ABOUT THIS TASK - Every line below that has the word "trimmed" counts once; report how many lines that makes, with no other words.
*** Opening of EXTRACTED DATA ***
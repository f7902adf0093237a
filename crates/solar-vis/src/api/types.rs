use std::fmt;
use std::str::FromStr;

use serde::{Deserialize, Serialize};

/// Handle to a shape living on a drawing surface.
#[derive(Debug, Clone, Copy, PartialEq, Eq, Hash, PartialOrd, Ord)]
pub struct ShapeId(pub u32);

impl fmt::Display for ShapeId {
    fn fmt(&self, f: &mut fmt::Formatter<'_>) -> fmt::Result {
        write!(f, "shape#{}", self.0)
    }
}

/// RGBA fill/stroke color (0.0 - 1.0 per channel).
///
/// Parses from the color strings simulation input files use: `#rrggbb`,
/// `#rgb`, or a handful of common names (`"red"`, `"white"`, ...).
#[derive(Debug, Clone, Copy, PartialEq, Serialize, Deserialize)]
#[serde(try_from = "String", into = "String")]
pub struct Color {
    pub r: f32,
    pub g: f32,
    pub b: f32,
    pub a: f32,
}

impl Color {
    pub const fn new(r: f32, g: f32, b: f32, a: f32) -> Self {
        Self { r, g, b, a }
    }

    /// Fully opaque color from RGB components.
    pub const fn rgb(r: f32, g: f32, b: f32) -> Self {
        Self { r, g, b, a: 1.0 }
    }

    /// Fully opaque color from RGB u8 values (0-255).
    pub fn rgb8(r: u8, g: u8, b: u8) -> Self {
        Self {
            r: r as f32 / 255.0,
            g: g as f32 / 255.0,
            b: b as f32 / 255.0,
            a: 1.0,
        }
    }

    pub const fn with_alpha(self, a: f32) -> Self {
        Self { a, ..self }
    }

    pub const RED: Self = Self::rgb(1.0, 0.0, 0.0);
    pub const GREEN: Self = Self::rgb(0.0, 1.0, 0.0);
    pub const BLUE: Self = Self::rgb(0.0, 0.0, 1.0);
    pub const WHITE: Self = Self::rgb(1.0, 1.0, 1.0);
    pub const BLACK: Self = Self::rgb(0.0, 0.0, 0.0);
    pub const YELLOW: Self = Self::rgb(1.0, 1.0, 0.0);
    pub const CYAN: Self = Self::rgb(0.0, 1.0, 1.0);
    pub const MAGENTA: Self = Self::rgb(1.0, 0.0, 1.0);
    pub const ORANGE: Self = Self::rgb(1.0, 0.5, 0.0);
    pub const GRAY: Self = Self::rgb(0.5, 0.5, 0.5);

    fn named(name: &str) -> Option<Self> {
        let color = match name {
            "red" => Self::RED,
            "green" => Self::GREEN,
            "blue" => Self::BLUE,
            "white" => Self::WHITE,
            "black" => Self::BLACK,
            "yellow" => Self::YELLOW,
            "cyan" => Self::CYAN,
            "magenta" => Self::MAGENTA,
            "orange" => Self::ORANGE,
            "gray" | "grey" => Self::GRAY,
            _ => return None,
        };
        Some(color)
    }

    fn to_u8(channel: f32) -> u8 {
        (channel.clamp(0.0, 1.0) * 255.0).round() as u8
    }
}

impl Default for Color {
    fn default() -> Self {
        Self::WHITE
    }
}

/// Returned when a color string is neither a known name nor a hex triplet.
#[derive(Debug, Clone, PartialEq, Eq, thiserror::Error)]
#[error("unrecognised color: {0:?}")]
pub struct ParseColorError(pub String);

impl FromStr for Color {
    type Err = ParseColorError;

    fn from_str(s: &str) -> Result<Self, Self::Err> {
        let trimmed = s.trim();
        let lower = trimmed.to_ascii_lowercase();
        if let Some(color) = Self::named(&lower) {
            return Ok(color);
        }

        let err = || ParseColorError(s.to_string());
        let hex = lower.strip_prefix('#').ok_or_else(err)?;
        if !hex.chars().all(|c| c.is_ascii_hexdigit()) {
            return Err(err());
        }
        match hex.len() {
            6 => {
                let channel = |i: usize| u8::from_str_radix(&hex[i..i + 2], 16).map_err(|_| err());
                Ok(Self::rgb8(channel(0)?, channel(2)?, channel(4)?))
            }
            3 => {
                // #rgb expands each digit: #fa0 == #ffaa00
                let channel = |i: usize| {
                    u8::from_str_radix(&hex[i..i + 1], 16)
                        .map(|v| v * 17)
                        .map_err(|_| err())
                };
                Ok(Self::rgb8(channel(0)?, channel(1)?, channel(2)?))
            }
            _ => Err(err()),
        }
    }
}

impl TryFrom<String> for Color {
    type Error = ParseColorError;

    fn try_from(value: String) -> Result<Self, Self::Error> {
        value.parse()
    }
}

impl fmt::Display for Color {
    fn fmt(&self, f: &mut fmt::Formatter<'_>) -> fmt::Result {
        write!(
            f,
            "#{:02x}{:02x}{:02x}",
            Self::to_u8(self.r),
            Self::to_u8(self.g),
            Self::to_u8(self.b)
        )
    }
}

impl From<Color> for String {
    fn from(color: Color) -> Self {
        color.to_string()
    }
}

/// Font descriptor for text labels, written as `Family-Size` (e.g. `Arial-16`).
#[derive(Debug, Clone, PartialEq, Eq, Serialize, Deserialize)]
#[serde(try_from = "String", into = "String")]
pub struct LabelFont {
    pub family: String,
    /// Point size.
    pub size: u32,
}

impl LabelFont {
    pub fn new(family: impl Into<String>, size: u32) -> Self {
        Self {
            family: family.into(),
            size,
        }
    }
}

impl Default for LabelFont {
    fn default() -> Self {
        Self::new("Arial", 16)
    }
}

#[derive(Debug, Clone, PartialEq, Eq, thiserror::Error)]
#[error("font must look like `Family-Size`, got {0:?}")]
pub struct ParseFontError(pub String);

impl FromStr for LabelFont {
    type Err = ParseFontError;

    fn from_str(s: &str) -> Result<Self, Self::Err> {
        // Family names may contain dashes; the size is whatever follows the last one.
        let (family, size) = s
            .trim()
            .rsplit_once('-')
            .ok_or_else(|| ParseFontError(s.to_string()))?;
        let size: u32 = size.parse().map_err(|_| ParseFontError(s.to_string()))?;
        if family.is_empty() || size == 0 {
            return Err(ParseFontError(s.to_string()));
        }
        Ok(Self::new(family, size))
    }
}

impl TryFrom<String> for LabelFont {
    type Error = ParseFontError;

    fn try_from(value: String) -> Result<Self, Self::Error> {
        value.parse()
    }
}

impl fmt::Display for LabelFont {
    fn fmt(&self, f: &mut fmt::Formatter<'_>) -> fmt::Result {
        write!(f, "{}-{}", self.family, self.size)
    }
}

impl From<LabelFont> for String {
    fn from(font: LabelFont) -> Self {
        font.to_string()
    }
}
*** Close of EXTRACTED DATA ***
TASK OUTPUT - 2